Cosa vuol dire? A mio parere, molti cittadini sono contrari, per motivi diversi, all’immigrazione in generale, ma non lo affermano per il timore di essere tacciati di razzismo. Il loro voto, sia nelle consultazioni europee che nelle recenti amministrative, dimostra questa asserzione.
Ciò porta a pensare che i giornalisti, in generale, siano stati troppo dietro ai loro “wishful thinkings”, sposando troppo la versione della realtà che hanno prediletto, rendendo il loro racconto non abbastanza veritiero. Sul successo elettorale della Lega, ad esempio, troppi giornalisti non hanno rappresentato correttamente la realtà, salvo doverne prendere atto dopo. Recenti inchieste e sondaggi riportano che mentre i crimini sono in diminuzione, cresce la paura generale dei cittadini per la loro sicurezza. Esiste quindi un notevole differenza tra l’effettiva realtà e quella percepita.
Probabilmente è arrivato il momento di una seria autocritica da parte di quei molti colleghi che sul tema si lasciano influenzare da posizioni ideologiche e ignorano o “travestono” la realtà per motivi che niente hanno a che fare con la corretta informazione.

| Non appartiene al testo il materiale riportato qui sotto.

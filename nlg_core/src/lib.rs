//! # Gazetteer NLG Core
//!
//! The text-generation "brain" of Gazetteer. This crate reads typed
//! statements through the `fact_base` access contract, picks the winning
//! value per semantic slot, composes abstract phrase trees, and renders a
//! short description plus an HTML infobox fragment for a place entity.
//!
//! ## Core Components
//!
//! - **facts**: fact selection and most-recent-wins value ranking
//! - **phrase**: composable grammatical-structure trees and the shared lexicon
//! - **grammar**: grammar variants and the pluggable linearizer contract
//! - **render**: lazy HTML-fragment streams for cities and countries
//!
//! ## Design Philosophy
//!
//! - **Fact-Driven**: every sentence part comes from a ranked statement;
//!   missing facts shrink the output instead of producing placeholders
//! - **Grammar-Agnostic**: the renderer never inspects the linearizer;
//!   variant-specific choices hang off one capability flag
//! - **Streaming**: output is a finite, single-pass fragment sequence

pub mod error;
pub mod facts;
pub mod grammar;
pub mod phrase;
pub mod render;

pub use error::*;
pub use facts::*;
pub use grammar::*;
pub use phrase::*;
pub use render::*;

Alla collega Shah che lamenta il fatto che troppo spesso nelle notizie di cronaca si riporta l’etnia di chi compie gli atti, vorrei infine ricordare che nascondere, o mettere in secondo piano, l’etnia di chi compie atti violenti o reati in genere non modifica niente. Si può cambiare il nome della rosa, ma sempre rosa è e il suo profumo non cambia.